You will often hear the two words used interchangeably.  However, to be technically accurate, “assurance” should be reserved for life cover where the event (death) is certain to happen sometime. In the context of road traffic matters, you are insuring yourself in the event of IF it happens.

General Types of Insurance.

You can insure pretty well anything -at a price!  But most people feel the need to insure against lifes main slings and arrows-house, contents and motor. Of course, only the last is  compulsory.  The economies of scale are employed. By everyone paying premiums and pooling risks, people can afford to pass the buck to the insurers in the event of disaster striking-rather than having to pay out oneself.

Basic Motor Insurance

We are legally obliged to have at least what is known as basic road traffic act cover. This means that in the event of a claim against       you by a third party then there is a policy in force to pick up the pieces.  Usually out of for you. However, what is NOT covered is your ability to claim for damage to your own bike. For this you need comprehensive cover. Of course, separately you may have a claim against a person at fault.

Comprehensive Cover

As may be expected this is generally (although not invariably) the most expensive form of cover. The contract indemnifies you against compulsory third party claims + damage to your own vehicle. But NOT personal injury to yourself damage to your clothing or accessories (although this is usually available as an extra premium). To keep premiums down, you can agree to an “excess”.

The Excess

The idea here is that in return for a slightly smaller premium, you agree to pay say the first £100, £250 or £500 of any claim.

Failure to Insure

Regarded as a serious matter, serious penalties are incurred (see Legal Section of site).

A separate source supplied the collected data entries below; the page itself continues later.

pub fn handle_patch(d: &Dispatcher, data: &Payload) -> AIResponse {
    let (task_id, base) = match d.require_item("patch", data, &["TASK-", "PLAN-"]) {
        Ok(pair) => pair,
        Err(resp) => return resp,
    };
    let ops = match parse_ops(data) {
        Ok(ops) => ops,
        Err(resp) => return resp,
    };
    let kind = infer_kind(data);
    if !matches!(kind.as_str(), "task_detail" | "step" | "task") {
        return error_response("patch", codes::INVALID_KIND, "kind must be: task_detail|step|task");
    }
    if kind != "task_detail" && !base.is_task() {
        return error_response(
            "patch",
            codes::NOT_A_TASK,
            "patch(kind=step|task) applies to tasks (TASK-###)",
        );
    }
    let dry_run = validate::get_bool(data, "dry_run", false);
    let mut item = base.clone();

    if kind == "task_detail" {
        if !item.is_plan() {
            let touches_plan_fields = ops
                .iter()
                .any(|op| PLAN_ONLY_FIELDS.contains(&op.field.as_str()));
            if touches_plan_fields {
                return error_response(
                    "patch",
                    codes::NOT_A_PLAN,
                    "plan_* fields apply to plans (PLAN-###)",
                );
            }
        }
        let before_view = item_view(&item, false);
        let updated = {
            let mut target = Target::Detail(&mut item);
            match apply_ops(&mut target, TASK_DETAIL_FIELDS, &ops) {
                Ok(updated) => updated,
                Err(resp) => return resp,
            }
        };

        // Checkpoint semantics for the root criteria/tests lists.
        if updated.iter().any(|f| f == "success_criteria") {
            item.checkpoints.criteria.confirmed = false;
            item.checkpoints.criteria.auto_confirmed = false;
        }
        if updated.iter().any(|f| f == "tests") {
            item.checkpoints.tests.confirmed = false;
            item.checkpoints.tests.auto_confirmed = item.tests.is_empty();
        }
        let contract_touched = updated
            .iter()
            .any(|f| f == "contract" || f.starts_with("contract_data."));
        item.update_status_from_progress();

        let after_view = item_view(&item, false);
        let mut sorted = updated.clone();
        sorted.sort();
        sorted.dedup();
        if dry_run {
            return AIResponse::ok(
                "patch",
                json!({
                    "dry_run": true,
                    "would_execute": true,
                    "task_id": task_id,
                    "kind": "task_detail",
                    "updated_fields": sorted,
                    "current": before_view.clone(),
                    "computed": after_view.clone(),
                    "diff": diff_payload(&before_view, &after_view, &updated),
                    item_key(&item): after_view,
                }),
            )
            .with_context("task_id", json!(task_id));
        }
        if contract_touched {
            item.append_contract_version_if_changed(Actor::Ai, "patch");
        }
        // Timeline both ways for dependency edits, as in `edit`.
        if updated.iter().any(|f| f == "depends_on") {
            for dep in &item.depends_on {
                if !base.depends_on.contains(dep) {
                    item.events.push(TaskEvent::dependency_added(dep, Actor::Ai));
                }
            }
            for dep in &base.depends_on {
                if !item.depends_on.contains(dep) {
                    item.events.push(TaskEvent::dependency_resolved(dep, Actor::System));
                }
            }
        }
        let reloaded = match d.save_and_reload("patch", &mut item) {
            Ok(item) => item,
            Err(resp) => return resp,
        };
        return AIResponse::ok(
            "patch",
            json!({
                "task_id": task_id,
                "kind": "task_detail",
                "updated_fields": sorted,
                item_key(&reloaded): item_view(&reloaded, false),
            }),
        )
        .with_context("task_id", json!(task_id));
    }

    if kind == "step" {
        let path = match validate::resolve_step_path(&item, data, "path") {
            Ok(path) => path,
            Err((code, msg)) => {
                return error_response("patch", &code, &msg)
                    .with_recovery("Grab a valid path/step_id via radar/mirror.")
                    .with_suggestions(d.path_help_suggestions(&task_id));
            }
        };
        let Some(step) = step_at_mut(&mut item.steps, &path) else {
            return error_response(
                "patch",
                codes::PATH_NOT_FOUND,
                &format!("step path={} not found", path),
            )
            .with_recovery("Grab a valid path/step_id via radar/mirror.")
            .with_suggestions(d.path_help_suggestions(&task_id));
        };
        let before_view = step_view(step, Some(&path.to_string()), false);
        let updated = {
            let mut target = Target::Step(&mut *step);
            match apply_ops(&mut target, STEP_FIELDS, &ops) {
                Ok(updated) => updated,
                Err(resp) => return resp,
            }
        };
        // Any step redefinition reopens it and resets the touched gates.
        if !updated.is_empty() {
            step.completed = false;
            step.completed_at = None;
        }
        if updated.iter().any(|f| f == "success_criteria") {
            step.checkpoints.criteria.confirmed = false;
            step.checkpoints.criteria.auto_confirmed = false;
        }
        if updated.iter().any(|f| f == "tests") {
            step.checkpoints.tests.confirmed = false;
            step.checkpoints.tests.auto_confirmed = step.tests.is_empty();
        }
        let after_view = step_view(step, Some(&path.to_string()), false);
        item.update_status_from_progress();

        let mut sorted = updated.clone();
        sorted.sort();
        sorted.dedup();
        if dry_run {
            return AIResponse::ok(
                "patch",
                json!({
                    "dry_run": true,
                    "would_execute": true,
                    "task_id": task_id,
                    "kind": "step",
                    "path": path.to_string(),
                    "updated_fields": sorted,
                    "current": before_view.clone(),
                    "computed": after_view.clone(),
                    "diff": diff_payload(&before_view, &after_view, &updated),
                    "step": after_view,
                    "task": item_view(&item, false),
                }),
            )
            .with_context("task_id", json!(task_id));
        }
        let reloaded = match d.save_and_reload("patch", &mut item) {
            Ok(item) => item,
            Err(resp) => return resp,
        };
        let step_snapshot = step_at(&reloaded.steps, &path)
            .map(|st| step_view(st, Some(&path.to_string()), false));
        return AIResponse::ok(
            "patch",
            json!({
                "task_id": task_id,
                "kind": "step",
                "path": path.to_string(),
                "updated_fields": sorted,
                "step": step_snapshot,
                "task": item_view(&reloaded, false),
            }),
        )
        .with_context("task_id", json!(task_id));
    }

    // kind == "task": a TaskNode inside a step's embedded plan.
    let path = match validate::resolve_node_path(&item, data, "path") {
        Ok(path) => path,
        Err((code, msg)) => {
            return error_response("patch", &code, &msg)
                .with_recovery("Grab a valid task path/task_node_id via mirror/radar.")
                .with_suggestions(d.path_help_suggestions(&task_id));
        }
    };
    let Some(node) = node_at_mut(&mut item.steps, &path) else {
        return error_response(
            "patch",
            codes::PATH_NOT_FOUND,
            &format!("task node path={} not found", path),
        )
        .with_recovery("Grab a valid task path/task_node_id via mirror/radar.")
        .with_suggestions(d.path_help_suggestions(&task_id));
    };
    let before_view = task_node_view(node, Some(&path.to_string()), false);
    let updated = {
        let mut target = Target::Node(&mut *node);
        match apply_ops(&mut target, TASK_NODE_FIELDS, &ops) {
            Ok(updated) => updated,
            Err(resp) => return resp,
        }
    };
    if updated.iter().any(|f| f == "success_criteria") {
        node.checkpoints.criteria.confirmed = false;
        node.checkpoints.criteria.auto_confirmed = false;
    }
    if updated.iter().any(|f| f == "tests") {
        node.checkpoints.tests.confirmed = false;
        node.checkpoints.tests.auto_confirmed = node.tests.is_empty();
    }
    // An explicit status without an explicit pin becomes a manual status.
    if updated.iter().any(|f| f == "status") && !updated.iter().any(|f| f == "status_manual") {
        node.status_manual = true;
    }
    let after_view = task_node_view(node, Some(&path.to_string()), false);
    item.update_status_from_progress();

    let mut sorted = updated.clone();
    sorted.sort();
    sorted.dedup();
    if dry_run {
        return AIResponse::ok(
            "patch",
            json!({
                "dry_run": true,
                "would_execute": true,
                "task_id": task_id,
                "kind": "task",
                "path": path.to_string(),
                "updated_fields": sorted,
                "current": before_view.clone(),
                "computed": after_view.clone(),
                "diff": diff_payload(&before_view, &after_view, &updated),
                "task_node": after_view,
                "task": item_view(&item, false),
            }),
        )
        .with_context("task_id", json!(task_id));
    }
    let reloaded = match d.save_and_reload("patch", &mut item) {
        Ok(item) => item,
        Err(resp) => return resp,
    };
    let node_snapshot = node_at(&reloaded.steps, &path)
        .map(|n| task_node_view(n, Some(&path.to_string()), false));
    AIResponse::ok(
        "patch",
        json!({
            "task_id": task_id,
            "kind": "task",
            "path": path.to_string(),
            "updated_fields": sorted,
            "task_node": node_snapshot,
            "task": item_view(&reloaded, false),
        }),
    )
    .with_context("task_id", json!(task_id))
}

Other Types of Cover for Motorists-General

As well as your basic road traffic act cover, you will invariably be offered other types of insurance at the same time. Typically legal costs, clothes and accesories together with personal injury, redundancy, wages and gap. Whilst not legally compulsory,they are often worth considering provided the premiums are reasonable. However the deal is packaged, remember that these “add ons” are generally separate contracts with their own terms and conditions.

Legal Costs Insurance

More is said of this type of contract elsewhere (particularly in the context of accidents). Indeed we have our own (fairly strong) views on certain aspects of this type of insurance. But at least it is usually cheap and, in a limited number of cases, can be useful in covering you against legal costs whether you are claiming or defending.

Breakdown

This is covered in a separate fact sheet but is, in fact, a form of insurance.

Personal Accident Insurance

Irrespective of whether you have a claim for compensation against a person at fault, the typical scenario here is that you can be covered for the loss of an eye or limb etc. If you are also making a claim for compensation, there may be a clause against double compensation.

Redundancy : Wage Loss : Mortgage Payments & other debts

An accident may have repercussions far beyond being injured. If, as most people, your budget is fully stretched, the disaster may be the last straw that breaks the camel’s back if you are not able to work. It is therefore well worthwhile considering these other types of cover -subject to reasonableness and proportionality in respect of premium levels.

Insuring Clothing : luggage : accessories.

People wrongly assume that this is covered with their normal policy.

Gap Insurance

Not a familiar term, this covers the situation where you do not get sufficient back by way of compensation to cover your losses.  Thus if you bike is subject to a consumer credit agreement, the outstanding amount remains whatever you may be paid out for the bike -hence the possibility of plugging the gap.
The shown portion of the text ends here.